The analysis, completely by Capital Link, a non-profit organization, listed the community, economic and tax impact of health centers across the state in 2013.
Utah’s 13 health center organizations, operating 40 clinics across the state, including Midtown Community Health Center in Ogden, contributed $142 million to the Utah economy, directly supporting 861 full-time jobs and generating 545 jobs in other industries.
An additional $17 million in tax revenue was generated through employee compensation, proprietor income, indirect business taxes, households, and corporations, of which nearly $6 million went directly to state and local governments, the report shows.
The report says health centers purchase goods and services from local businesses and engage in capital development projects, acting as a catalyst for significant economic revitalization and boosting tax revenue within their communities.
Alan Pruhs, executive director of the Association for Utah Community Health, said not only do Utah's health centers provide critical access to quality, affordable health care services in both urban and rural communities, they also serve as strong economic engines, directly and indirectly supporting the local businesses in those communities.
Advocates say community health centers provide high-quality, cost-effective, patient-centered care to vulnerable populations.
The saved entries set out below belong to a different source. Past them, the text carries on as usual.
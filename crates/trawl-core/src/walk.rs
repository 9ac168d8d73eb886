// Rust guideline compliant 2026-02-06

//! Directory traversal and search execution.
//!
//! [`Finder`] walks a root top-down, classifying each entry as a
//! directory-like or file-like candidate. Three matcher sets drive the
//! walk: a prune set decides which directories are entered at all, and
//! the directory and file sets decide which candidates become results.
//! Both candidate sets share one result cap so `max_results` bounds the
//! whole search.

use crate::config::Config;
use crate::filter::{DepthMatcher, FileKind, KindMatcher, MtimeMatcher, SizeMatcher};
use crate::ignore::IgnoreStack;
use crate::matcher::{
    HiddenMatcher, MatchMode, Matcher, MatcherSet, MaxResultsMatcher, NameMatcher, NotMatcher,
    SuffixMatcher,
};
use crate::{Error, Result};
use chrono::{DateTime, Utc};
use rayon::prelude::*;
use std::path::{Path, PathBuf};
use std::sync::Arc;

/// A complete search request.
#[derive(Debug, Clone)]
pub struct FindOptions {
    /// Name pattern; an empty substring pattern matches everything.
    pub pattern: String,
    /// How the pattern is interpreted.
    pub mode: MatchMode,
    /// Case-insensitive name matching.
    pub ignore_case: bool,
    /// Include entries whose name begins with a dot.
    pub show_hidden: bool,
    /// Descend into symlinked directories.
    pub follow_symlinks: bool,
    /// Honor `.gitignore` files found during the walk.
    pub respect_ignore_files: bool,
    /// Glob patterns excluding entries (and pruning directories) by name.
    pub exclude: Vec<String>,
    /// Restrict results to these kinds; empty means all kinds.
    pub kinds: Vec<FileKind>,
    /// Restrict file results to these extensions; empty means all.
    pub suffixes: Vec<String>,
    /// Exclusive lower size bound for file results, in bytes.
    pub min_size: Option<u64>,
    /// Exclusive upper size bound for file results, in bytes.
    pub max_size: Option<u64>,
    /// Only results at exactly this depth below the root.
    pub exact_depth: Option<usize>,
    /// Exclusive lower depth bound.
    pub min_depth: Option<usize>,
    /// Exclusive upper depth bound.
    pub max_depth: Option<usize>,
    /// Only results modified strictly after this instant.
    pub modified_after: Option<DateTime<Utc>>,
    /// Only results modified strictly before this instant.
    pub modified_before: Option<DateTime<Utc>>,
    /// Stop admitting results after this many; zero means unlimited.
    pub max_results: usize,
    /// Worker threads for callback dispatch; zero picks a default.
    pub threads: usize,
}

impl Default for FindOptions {
    fn default() -> Self {
        Self {
            pattern: String::new(),
            mode: MatchMode::Substring,
            ignore_case: false,
            show_hidden: false,
            follow_symlinks: false,
            respect_ignore_files: true,
            exclude: Vec::new(),
            kinds: Vec::new(),
            suffixes: Vec::new(),
            min_size: None,
            max_size: None,
            exact_depth: None,
            min_depth: None,
            max_depth: None,
            modified_after: None,
            modified_before: None,
            max_results: 0,
            threads: 0,
        }
    }
}

impl FindOptions {
    /// Seeds options from loaded configuration. Filter fields keep their
    /// defaults; only behavioral settings are taken from the config.
    pub fn from_config(config: &Config) -> Self {
        Self {
            show_hidden: config.show_hidden,
            follow_symlinks: config.follow_symlinks,
            respect_ignore_files: config.respect_ignore_files,
            exclude: config.exclude.clone(),
            threads: config.threads,
            ..Self::default()
        }
    }
}

/// The matcher sets a search compiles down to.
struct CandidateSets {
    /// Gate for descending into a directory.
    prune: Arc<MatcherSet>,
    /// Full predicate for directory-like candidates.
    dirs: MatcherSet,
    /// Full predicate for file-like candidates.
    files: MatcherSet,
}

/// Executes searches described by [`FindOptions`].
pub struct Finder {
    options: FindOptions,
}

impl Finder {
    /// Creates a finder for one set of options.
    pub fn new(options: FindOptions) -> Self {
        Self { options }
    }

    /// Runs the search and returns matching paths in walk order.
    ///
    /// Unreadable directories below the root are skipped; only a missing
    /// or non-directory root is an error.
    ///
    /// # Errors
    ///
    /// Returns an error if the root is not a directory or a pattern in
    /// the options fails to compile.
    pub fn find(&self, root: &Path) -> Result<Vec<PathBuf>> {
        if !root.is_dir() {
            return Err(Error::InvalidRoot(format!(
                "{} is not a directory",
                root.display()
            )));
        }

        let sets = self.build_sets(root)?;
        let mut ignores = IgnoreStack::new();
        let mut results = Vec::new();
        self.walk_dir(root, &sets, &mut ignores, &mut results);
        Ok(results)
    }

    /// Runs the search and dispatches each result to `cb` on a worker
    /// pool sized by `threads`.
    ///
    /// # Returns
    ///
    /// The number of results dispatched.
    ///
    /// # Errors
    ///
    /// Returns an error if the search fails or the pool cannot be built.
    pub fn find_each<F>(&self, root: &Path, cb: F) -> Result<usize>
    where
        F: Fn(&Path) + Send + Sync,
    {
        let results = self.find(root)?;
        let pool = rayon::ThreadPoolBuilder::new()
            .num_threads(self.options.threads)
            .build()
            .map_err(|e| Error::ThreadPool(e.to_string()))?;
        pool.install(|| results.par_iter().for_each(|p| cb(p)));
        Ok(results.len())
    }

    /// Compiles the options into prune, directory and file matcher sets.
    fn build_sets(&self, root: &Path) -> Result<CandidateSets> {
        let options = &self.options;

        let mut prune = MatcherSet::new();
        prune.add(HiddenMatcher::new(options.show_hidden));
        for pattern in &options.exclude {
            prune.add(NotMatcher::new(NameMatcher::new(
                pattern,
                MatchMode::Glob,
                options.ignore_case,
            )?));
        }
        let prune = Arc::new(prune);

        let mut common = MatcherSet::new();
        common.add(prune.clone());
        common.add(KindMatcher::new(options.kinds.clone()));
        common.add(DepthMatcher::new(
            root,
            options.exact_depth,
            options.min_depth,
            options.max_depth,
        )?);
        common.add(MtimeMatcher::new(
            options.modified_after,
            options.modified_before,
        )?);
        common.add(NameMatcher::new(
            &options.pattern,
            options.mode,
            options.ignore_case,
        )?);
        let common = Arc::new(common);

        // One cap shared by both candidate streams.
        let cap = Arc::new(MaxResultsMatcher::new(options.max_results));

        let mut files = MatcherSet::new();
        files.add(common.clone());
        files.add(SizeMatcher::new(options.min_size, options.max_size)?);
        files.add(SuffixMatcher::new(options.suffixes.iter()));
        files.add(cap.clone());

        let mut dirs = MatcherSet::new();
        dirs.add(common);
        dirs.add(cap);

        Ok(CandidateSets { prune, dirs, files })
    }

    fn walk_dir(
        &self,
        dir: &Path,
        sets: &CandidateSets,
        ignores: &mut IgnoreStack,
        results: &mut Vec<PathBuf>,
    ) {
        let scoped = self.options.respect_ignore_files && ignores.enter(dir);

        let entries = match std::fs::read_dir(dir) {
            Ok(entries) => entries,
            Err(_) => {
                if scoped {
                    ignores.exit();
                }
                return;
            }
        };

        // TODO: stop descending once the shared result cap is exhausted.
        let mut subdirs = Vec::new();
        for entry in entries.flatten() {
            let path = entry.path();
            let Ok(file_type) = entry.file_type() else {
                continue;
            };
            let is_dirlike = file_type.is_dir() || (file_type.is_symlink() && path.is_dir());

            if self.options.respect_ignore_files && ignores.is_ignored(&path, is_dirlike) {
                continue;
            }

            if is_dirlike {
                if sets.dirs.is_match(&path) {
                    results.push(path.clone());
                }
                let descend = file_type.is_dir() || self.options.follow_symlinks;
                if descend && sets.prune.is_match(&path) {
                    subdirs.push(path);
                }
            } else if sets.files.is_match(&path) {
                results.push(path);
            }
        }

        for sub in &subdirs {
            self.walk_dir(sub, sets, ignores, results);
        }

        if scoped {
            ignores.exit();
        }
    }
}
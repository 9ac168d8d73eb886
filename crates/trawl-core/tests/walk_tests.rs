// Rust guideline compliant 2026-02-06

//! End-to-end walker tests over real directory trees.

use std::fs;
use std::path::{Path, PathBuf};
use std::sync::Mutex;
use tempfile::TempDir;
use trawl_core::{FileKind, FindOptions, Finder, MatchMode};

/// Builds the fixture tree:
///
/// ```text
/// root/
///   a.rs
///   b.txt
///   .hidden.rs
///   sub/
///     c.rs
///     big.bin        (2048 bytes)
///     nested/
///       deep.rs
///   target/
///     d.rs
///   logs/
///     app.log
///   .gitignore       ("*.log")
/// ```
fn build_tree() -> TempDir {
    let temp = TempDir::new().unwrap();
    let root = temp.path();

    fs::write(root.join("a.rs"), "fn main() {}").unwrap();
    fs::write(root.join("b.txt"), "text").unwrap();
    fs::write(root.join(".hidden.rs"), "").unwrap();

    fs::create_dir(root.join("sub")).unwrap();
    fs::write(root.join("sub/c.rs"), "mod c;").unwrap();
    fs::write(root.join("sub/big.bin"), vec![0u8; 2048]).unwrap();
    fs::create_dir(root.join("sub/nested")).unwrap();
    fs::write(root.join("sub/nested/deep.rs"), "").unwrap();

    fs::create_dir(root.join("target")).unwrap();
    fs::write(root.join("target/d.rs"), "").unwrap();

    fs::create_dir(root.join("logs")).unwrap();
    fs::write(root.join("logs/app.log"), "log line").unwrap();

    fs::write(root.join(".gitignore"), "*.log\n").unwrap();

    temp
}

fn names(root: &Path, results: &[PathBuf]) -> Vec<String> {
    let mut names: Vec<String> = results
        .iter()
        .map(|p| {
            p.strip_prefix(root)
                .unwrap()
                .to_string_lossy()
                .replace('\\', "/")
        })
        .collect();
    names.sort();
    names
}

#[test]
fn test_default_search_skips_hidden_and_ignored() {
    let temp = build_tree();
    let finder = Finder::new(FindOptions::default());
    let results = finder.find(temp.path()).unwrap();
    let names = names(temp.path(), &results);

    assert!(names.contains(&"a.rs".to_string()));
    assert!(names.contains(&"sub/c.rs".to_string()));
    assert!(names.contains(&"sub".to_string()));
    assert!(!names.contains(&".hidden.rs".to_string()));
    assert!(!names.contains(&"logs/app.log".to_string()));
}

#[test]
fn test_show_hidden_includes_dotfiles() {
    let temp = build_tree();
    let options = FindOptions {
        show_hidden: true,
        ..FindOptions::default()
    };
    let results = Finder::new(options).find(temp.path()).unwrap();
    let names = names(temp.path(), &results);

    assert!(names.contains(&".hidden.rs".to_string()));
}

#[test]
fn test_no_ignore_includes_ignored_entries() {
    let temp = build_tree();
    let options = FindOptions {
        respect_ignore_files: false,
        ..FindOptions::default()
    };
    let results = Finder::new(options).find(temp.path()).unwrap();
    let names = names(temp.path(), &results);

    assert!(names.contains(&"logs/app.log".to_string()));
}

#[test]
fn test_substring_pattern() {
    let temp = build_tree();
    let options = FindOptions {
        pattern: "c.rs".to_string(),
        ..FindOptions::default()
    };
    let results = Finder::new(options).find(temp.path()).unwrap();
    let names = names(temp.path(), &results);

    assert_eq!(names, vec!["sub/c.rs".to_string()]);
}

#[test]
fn test_glob_pattern() {
    let temp = build_tree();
    let options = FindOptions {
        pattern: "*.rs".to_string(),
        mode: MatchMode::Glob,
        ..FindOptions::default()
    };
    let results = Finder::new(options).find(temp.path()).unwrap();
    let names = names(temp.path(), &results);

    assert_eq!(
        names,
        vec![
            "a.rs".to_string(),
            "sub/c.rs".to_string(),
            "sub/nested/deep.rs".to_string(),
            "target/d.rs".to_string(),
        ]
    );
}

#[test]
fn test_exclude_prunes_directories() {
    let temp = build_tree();
    let options = FindOptions {
        pattern: "*.rs".to_string(),
        mode: MatchMode::Glob,
        exclude: vec!["target".to_string()],
        ..FindOptions::default()
    };
    let results = Finder::new(options).find(temp.path()).unwrap();
    let names = names(temp.path(), &results);

    assert!(!names.contains(&"target/d.rs".to_string()));
    assert!(names.contains(&"a.rs".to_string()));
}

#[test]
fn test_suffix_filter_applies_to_files() {
    let temp = build_tree();
    let options = FindOptions {
        suffixes: vec!["txt".to_string()],
        kinds: vec![FileKind::File],
        ..FindOptions::default()
    };
    let results = Finder::new(options).find(temp.path()).unwrap();
    let names = names(temp.path(), &results);

    assert_eq!(names, vec!["b.txt".to_string()]);
}

#[test]
fn test_kind_directory_only() {
    let temp = build_tree();
    let options = FindOptions {
        kinds: vec![FileKind::Directory],
        ..FindOptions::default()
    };
    let results = Finder::new(options).find(temp.path()).unwrap();
    let names = names(temp.path(), &results);

    assert_eq!(
        names,
        vec![
            "logs".to_string(),
            "sub".to_string(),
            "sub/nested".to_string(),
            "target".to_string(),
        ]
    );
}

#[test]
fn test_min_size_selects_large_files() {
    let temp = build_tree();
    let options = FindOptions {
        kinds: vec![FileKind::File],
        min_size: Some(1024),
        ..FindOptions::default()
    };
    let results = Finder::new(options).find(temp.path()).unwrap();
    let names = names(temp.path(), &results);

    assert_eq!(names, vec!["sub/big.bin".to_string()]);
}

#[test]
fn test_max_depth_limits_descent_results() {
    let temp = build_tree();
    let options = FindOptions {
        pattern: "*.rs".to_string(),
        mode: MatchMode::Glob,
        max_depth: Some(2),
        ..FindOptions::default()
    };
    let results = Finder::new(options).find(temp.path()).unwrap();
    let names = names(temp.path(), &results);

    assert!(names.contains(&"a.rs".to_string()));
    assert!(!names.contains(&"sub/nested/deep.rs".to_string()));
}

#[test]
fn test_exact_depth() {
    let temp = build_tree();
    let options = FindOptions {
        pattern: "*.rs".to_string(),
        mode: MatchMode::Glob,
        exact_depth: Some(2),
        ..FindOptions::default()
    };
    let results = Finder::new(options).find(temp.path()).unwrap();
    let names = names(temp.path(), &results);

    assert_eq!(
        names,
        vec!["sub/c.rs".to_string(), "target/d.rs".to_string()]
    );
}

#[test]
fn test_max_results_caps_across_kinds() {
    let temp = build_tree();
    let options = FindOptions {
        max_results: 3,
        ..FindOptions::default()
    };
    let results = Finder::new(options).find(temp.path()).unwrap();

    assert_eq!(results.len(), 3);
}

#[test]
fn test_invalid_root_is_an_error() {
    let finder = Finder::new(FindOptions::default());
    assert!(finder.find(Path::new("/no/such/root")).is_err());
}

#[test]
fn test_inconsistent_bounds_are_an_error() {
    let temp = build_tree();
    let options = FindOptions {
        min_size: Some(2048),
        max_size: Some(1024),
        ..FindOptions::default()
    };
    assert!(Finder::new(options).find(temp.path()).is_err());
}

#[test]
fn test_find_each_dispatches_every_result() {
    let temp = build_tree();
    let options = FindOptions {
        pattern: "*.rs".to_string(),
        mode: MatchMode::Glob,
        threads: 2,
        ..FindOptions::default()
    };
    let finder = Finder::new(options);

    let seen = Mutex::new(Vec::new());
    let count = finder
        .find_each(temp.path(), |path| {
            seen.lock().unwrap().push(path.to_path_buf());
        })
        .unwrap();

    let mut seen = seen.into_inner().unwrap();
    seen.sort();
    assert_eq!(count, seen.len());
    assert_eq!(count, 4);
}

#[cfg(unix)]
#[test]
fn test_symlinked_directories_require_follow() {
    let temp = build_tree();
    let link = temp.path().join("alias");
    std::os::unix::fs::symlink(temp.path().join("sub/nested"), &link).unwrap();

    let options = FindOptions {
        pattern: "deep".to_string(),
        ..FindOptions::default()
    };
    let results = Finder::new(options).find(temp.path()).unwrap();
    let found = names(temp.path(), &results);
    assert_eq!(found, vec!["sub/nested/deep.rs".to_string()]);

    let options = FindOptions {
        pattern: "deep".to_string(),
        follow_symlinks: true,
        ..FindOptions::default()
    };
    let results = Finder::new(options).find(temp.path()).unwrap();
    let found = names(temp.path(), &results);
    assert_eq!(
        found,
        vec![
            "alias/deep.rs".to_string(),
            "sub/nested/deep.rs".to_string(),
        ]
    );
}

#[cfg(unix)]
#[test]
fn test_unreadable_directory_is_skipped() {
    use std::os::unix::fs::PermissionsExt;

    let temp = TempDir::new().unwrap();
    let root = temp.path();
    fs::write(root.join("open.rs"), "").unwrap();
    fs::create_dir(root.join("locked")).unwrap();
    fs::write(root.join("locked/secret.rs"), "").unwrap();
    fs::set_permissions(root.join("locked"), fs::Permissions::from_mode(0o000)).unwrap();

    // permissions do not bind under root; nothing to observe then
    if fs::read_dir(root.join("locked")).is_ok() {
        fs::set_permissions(root.join("locked"), fs::Permissions::from_mode(0o755)).unwrap();
        return;
    }

    let options = FindOptions {
        pattern: ".rs".to_string(),
        ..FindOptions::default()
    };
    let results = Finder::new(options).find(root).unwrap();
    let found = names(root, &results);

    fs::set_permissions(root.join("locked"), fs::Permissions::from_mode(0o755)).unwrap();

    assert!(found.contains(&"open.rs".to_string()));
    assert!(!found.contains(&"locked/secret.rs".to_string()));
}

#[test]
fn test_nested_ignore_negation() {
    let temp = TempDir::new().unwrap();
    let root = temp.path();
    fs::write(root.join(".gitignore"), "*.log\n").unwrap();
    fs::write(root.join("app.log"), "").unwrap();
    fs::create_dir(root.join("keepers")).unwrap();
    fs::write(root.join("keepers/.gitignore"), "!special.log\n").unwrap();
    fs::write(root.join("keepers/special.log"), "").unwrap();
    fs::write(root.join("keepers/other.log"), "").unwrap();

    let options = FindOptions {
        show_hidden: true,
        ..FindOptions::default()
    };
    let results = Finder::new(options).find(root).unwrap();
    let names = names(root, &results);

    assert!(!names.contains(&"app.log".to_string()));
    assert!(names.contains(&"keepers/special.log".to_string()));
    assert!(!names.contains(&"keepers/other.log".to_string()));
}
Such centers serve one in seven Medicaid beneficiaries, almost one in three individuals in poverty, and one in five low-income, uninsured people. According to the report, 127,990 patients were served in Utah health centers last year, 59,000 of whom were uninsured. More than 417,000 medical, dental and behavioral health visits were recorded, with an estimated annual savings to the hosting communities of $162 million, or $1,263 per patient, in overall health care costs. The report says community health centers are a preferable alternative to unnecessary emergency room visits, expensive specialty services and avoidable hospital admissions
"We use this report to show our presence and effectiveness," said Midtown Community Health Center executive director, Lisa Nichols. "People sometimes think of community health centers as small non-profits providing care that is lesser in value or quality than other health care systems."
Nichols said community health centers provide high-quality care to a high proportion of Utah’s uninsured and under-served community members.
"We are a vital, valuable, and contributing component of the medical community as well as a legitimate place for medical training and employment," Nichols said. "Midtown uses the sort of data in this report to help shape beliefs about health centers and to dispel the myths."